■ Problem to solve:
If a line in the records below contains the word "ActivityMap", return that line.

Saved data entries

◇ ◇ ◇

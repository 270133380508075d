//! Serializable benchmark configuration

use std::path::{Path, PathBuf};
use std::time::Duration;

use serde::{Deserialize, Serialize};

use crate::resource_constraints::{HostResources, ResourceConstraints};
use crate::Result;

/// Benchmark settings loadable from a JSON file.
///
/// Every field is optional in the file; missing fields take the defaults.
///
/// ```rust
/// use tsad_bench::benchmark::BenchmarkConfig;
///
/// let config: BenchmarkConfig =
///     serde_json::from_str(r#"{"repetitions": 3, "execute_timeout_secs": 60}"#).unwrap();
/// assert_eq!(config.repetitions, 3);
/// assert!(config.skip_invalid_combinations);
/// ```
#[derive(Debug, Clone, PartialEq, Serialize, Deserialize)]
#[serde(default)]
pub struct BenchmarkConfig {
    /// Directory receiving the timestamped run directories.
    pub results_path: PathBuf,
    /// Repetitions per (algorithm, parameters, dataset) combination.
    pub repetitions: usize,
    /// Run experiments on a worker pool sized by `tasks_per_host`.
    pub distributed: bool,
    /// Skip incompatible algorithm/dataset pairs.
    pub skip_invalid_combinations: bool,
    /// Require equal training types for every algorithm.
    pub force_training_type_match: bool,
    /// Require equal input dimensionalities.
    pub force_dimensionality_match: bool,
    /// Per-task memory limit in bytes.
    pub task_memory_limit: Option<u64>,
    /// Per-task CPU limit in cores.
    pub task_cpu_limit: Option<f64>,
    /// Concurrent tasks per host (forced to 1 unless `distributed`).
    pub tasks_per_host: Option<usize>,
    /// Training timeout in seconds.
    pub train_timeout_secs: Option<u64>,
    /// Execution timeout in seconds.
    pub execute_timeout_secs: Option<u64>,
}

impl Default for BenchmarkConfig {
    fn default() -> Self {
        Self {
            results_path: PathBuf::from("results"),
            repetitions: 1,
            distributed: false,
            skip_invalid_combinations: true,
            force_training_type_match: false,
            force_dimensionality_match: false,
            task_memory_limit: None,
            task_cpu_limit: None,
            tasks_per_host: None,
            train_timeout_secs: None,
            execute_timeout_secs: None,
        }
    }
}

impl BenchmarkConfig {
    /// Read a configuration from a JSON file.
    ///
    /// # Errors
    ///
    /// Returns `Error::Io` if the file cannot be read or `Error::Json` if it
    /// is not a valid configuration.
    pub fn from_json_file(path: impl AsRef<Path>) -> Result<Self> {
        let text = std::fs::read_to_string(path)?;
        Ok(serde_json::from_str(&text)?)
    }

    /// Resource constraints described by this configuration.
    ///
    /// The host is probed unless `host` is given.
    ///
    /// # Errors
    ///
    /// Returns `Error::HostProbe` if probing fails, or `Error::Configuration`
    /// for invalid limits.
    pub fn resource_constraints(&self, host: Option<HostResources>) -> Result<ResourceConstraints> {
        let mut builder = ResourceConstraints::builder();
        if let Some(bytes) = self.task_memory_limit {
            builder = builder.task_memory_limit(bytes);
        }
        if let Some(cores) = self.task_cpu_limit {
            builder = builder.task_cpu_limit(cores);
        }
        if let Some(tasks) = self.tasks_per_host {
            builder = builder.tasks_per_host(tasks);
        }
        if let Some(secs) = self.train_timeout_secs {
            builder = builder.train_timeout(Duration::from_secs(secs));
        }
        if let Some(secs) = self.execute_timeout_secs {
            builder = builder.execute_timeout(Duration::from_secs(secs));
        }
        if let Some(host) = host {
            builder = builder.host(host);
        }
        builder.build()
    }
}

#[cfg(test)]
mod tests {
    use super::*;
    use crate::resource_constraints::GIB;

    #[test]
    fn test_from_json_file() {
        let dir = tempfile::tempdir().unwrap();
        let path = dir.path().join("benchmark.json");
        std::fs::write(
            &path,
            r#"{"results_path": "out", "distributed": true, "tasks_per_host": 2, "train_timeout_secs": 30}"#,
        )
        .unwrap();
        let config = BenchmarkConfig::from_json_file(&path).unwrap();
        assert_eq!(config.results_path, PathBuf::from("out"));
        assert!(config.distributed);
        assert_eq!(config.repetitions, 1);

        let constraints = config
            .resource_constraints(Some(HostResources::new(5 * GIB, 4)))
            .unwrap();
        assert_eq!(constraints.tasks_per_host(), 2);
        assert_eq!(
            constraints.get_train_timeout(None),
            Some(Duration::from_secs(30))
        );
        assert_eq!(constraints.get_execute_timeout(None), None);
        assert_eq!(constraints.get_resource_limits(None, None), (2 * GIB, 2.0));
    }

    #[test]
    fn test_unknown_json_is_rejected() {
        let dir = tempfile::tempdir().unwrap();
        let path = dir.path().join("benchmark.json");
        std::fs::write(&path, "repetitions = 3").unwrap();
        assert!(BenchmarkConfig::from_json_file(&path).is_err());
    }
}
//! The Activity Store: activities held in memory and mirrored to one JSON file.
//!
//! The whole map is loaded once when the store is opened and rewritten in
//! full after every mutation. A single mutex covers lookup, mutation and the
//! file rewrite, so there is at most one writer at a time.

use crate::error::StoreError;
use activities_types::{Activity, ActivityFields, ActivityMap};
use parking_lot::Mutex;
use serde_json::Map;
use std::fs;
use std::path::{Path, PathBuf};

pub struct ActivityStore {
    path: PathBuf,
    activities: Mutex<ActivityMap>,
}

impl ActivityStore {
    /// Load the store from `path`, creating an empty document if it is missing.
    pub fn open(path: impl Into<PathBuf>) -> Result<Self, StoreError> {
        let path = path.into();
        let activities = load(&path)?;
        Ok(Self {
            path,
            activities: Mutex::new(activities),
        })
    }

    pub fn path(&self) -> &Path {
        &self.path
    }

    pub fn len(&self) -> usize {
        self.activities.lock().len()
    }

    pub fn is_empty(&self) -> bool {
        self.activities.lock().is_empty()
    }

    pub fn list(&self, published_only: bool) -> ActivityMap {
        let activities = self.activities.lock();
        if !published_only {
            return activities.clone();
        }
        activities
            .iter()
            .filter(|(_, a)| a.is_published())
            .map(|(name, a)| (name.clone(), a.clone()))
            .collect()
    }

    pub fn list_all(&self) -> ActivityMap {
        self.list(false)
    }

    pub fn get(&self, name: &str) -> Result<Activity, StoreError> {
        self.activities
            .lock()
            .get(name)
            .cloned()
            .ok_or(StoreError::NotFound)
    }

    /// Insert a new activity. New activities start as drafts.
    pub fn create(&self, name: &str, fields: ActivityFields) -> Result<Activity, StoreError> {
        if name.is_empty() {
            return Err(StoreError::BadRequest("Missing 'name' field".to_string()));
        }
        let created = self.mutate(|activities| {
            if activities.contains_key(name) {
                return Err(StoreError::Conflict("Activity already exists".to_string()));
            }
            let activity = Activity {
                description: fields.description.unwrap_or_default(),
                schedule: fields.schedule.unwrap_or_default(),
                max_participants: fields.max_participants.unwrap_or(0),
                participants: fields.participants.unwrap_or_default(),
                poster: fields.poster.flatten(),
                draft: fields.draft.unwrap_or(true),
                extra: Map::new(),
            };
            activities.insert(name.to_string(), activity.clone());
            Ok(activity)
        })?;
        log::info!("created activity '{}'", name);
        Ok(created)
    }

    /// Overwrite the supplied fields. `participants` is ignored here; the
    /// roster only changes through signup and unregister.
    pub fn update(&self, name: &str, fields: ActivityFields) -> Result<Activity, StoreError> {
        let updated = self.mutate(|activities| {
            let activity = activities.get_mut(name).ok_or(StoreError::NotFound)?;
            if let Some(description) = fields.description {
                activity.description = description;
            }
            if let Some(schedule) = fields.schedule {
                activity.schedule = schedule;
            }
            if let Some(max) = fields.max_participants {
                activity.max_participants = max;
            }
            if let Some(poster) = fields.poster {
                activity.poster = poster;
            }
            if let Some(draft) = fields.draft {
                activity.draft = draft;
            }
            Ok(activity.clone())
        })?;
        log::info!("updated activity '{}'", name);
        Ok(updated)
    }

    /// Remove an activity, keeping the others in creation order.
    pub fn delete(&self, name: &str) -> Result<Activity, StoreError> {
        let removed = self.mutate(|activities| {
            activities.shift_remove(name).ok_or(StoreError::NotFound)
        })?;
        log::info!("deleted activity '{}'", name);
        Ok(removed)
    }

    pub fn publish(&self, name: &str) -> Result<(), StoreError> {
        self.set_draft(name, false)?;
        log::info!("published activity '{}'", name);
        Ok(())
    }

    pub fn unpublish(&self, name: &str) -> Result<(), StoreError> {
        self.set_draft(name, true)?;
        log::info!("unpublished activity '{}'", name);
        Ok(())
    }

    pub fn signup(&self, name: &str, email: &str) -> Result<(), StoreError> {
        self.mutate(|activities| {
            let activity = activities.get_mut(name).ok_or(StoreError::NotFound)?;
            if activity.has_participant(email) {
                return Err(StoreError::Conflict("Student is already signed up".to_string()));
            }
            activity.participants.push(email.to_string());
            Ok(())
        })?;
        log::info!("signed up {} for '{}'", email, name);
        Ok(())
    }

    /// Remove the first occurrence of `email` from the roster.
    pub fn unregister(&self, name: &str, email: &str) -> Result<(), StoreError> {
        self.mutate(|activities| {
            let activity = activities.get_mut(name).ok_or(StoreError::NotFound)?;
            let pos = activity
                .participants
                .iter()
                .position(|p| p == email)
                .ok_or(StoreError::NotSignedUp)?;
            activity.participants.remove(pos);
            Ok(())
        })?;
        log::info!("unregistered {} from '{}'", email, name);
        Ok(())
    }

    fn set_draft(&self, name: &str, draft: bool) -> Result<(), StoreError> {
        self.mutate(|activities| {
            let activity = activities.get_mut(name).ok_or(StoreError::NotFound)?;
            activity.draft = draft;
            Ok(())
        })
    }

    /// Apply `f` and rewrite the file while holding the lock. If `f` fails
    /// nothing is written; if the write fails the map is restored.
    fn mutate<T, F>(&self, f: F) -> Result<T, StoreError>
    where
        F: FnOnce(&mut ActivityMap) -> Result<T, StoreError>,
    {
        let mut activities = self.activities.lock();
        let before = activities.clone();
        let out = f(&mut *activities)?;
        if let Err(e) = persist(&self.path, &*activities) {
            *activities = before;
            return Err(e);
        }
        Ok(out)
    }
}

fn load(path: &Path) -> Result<ActivityMap, StoreError> {
    if !path.exists() {
        let empty = ActivityMap::new();
        persist(path, &empty)?;
        return Ok(empty);
    }
    let raw = fs::read_to_string(path).map_err(|source| StoreError::Io {
        path: path.to_path_buf(),
        source,
    })?;
    if raw.trim().is_empty() {
        return Ok(ActivityMap::new());
    }
    serde_json::from_str(&raw).map_err(|source| StoreError::Json {
        path: path.to_path_buf(),
        source,
    })
}

/// Write the full document to a sibling temp file, then rename it into place.
fn persist(path: &Path, activities: &ActivityMap) -> Result<(), StoreError> {
    let persist_err = |source: std::io::Error| StoreError::Persist {
        path: path.to_path_buf(),
        source,
    };

    if let Some(dir) = path.parent().filter(|d| !d.as_os_str().is_empty()) {
        fs::create_dir_all(dir).map_err(persist_err)?;
    }

    let mut json = serde_json::to_vec_pretty(activities)?;
    json.push(b'\n');

    let mut tmp = path.as_os_str().to_owned();
    tmp.push(".tmp");
    let tmp = PathBuf::from(tmp);

    fs::write(&tmp, json).map_err(persist_err)?;
    fs::rename(&tmp, path).map_err(persist_err)
}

◇ ◇ ◇

■ Task answer:
use activities_types::{Activity, ActivityFields, ActivityMap};
    activities: Mutex<ActivityMap>,
    pub fn list(&self, published_only: bool) -> ActivityMap {
    pub fn list_all(&self) -> ActivityMap {
        F: FnOnce(&mut ActivityMap) -> Result<T, StoreError>,
fn load(path: &Path) -> Result<ActivityMap, StoreError> {
        let empty = ActivityMap::new();
        return Ok(ActivityMap::new());
fn persist(path: &Path, activities: &ActivityMap) -> Result<(), StoreError> {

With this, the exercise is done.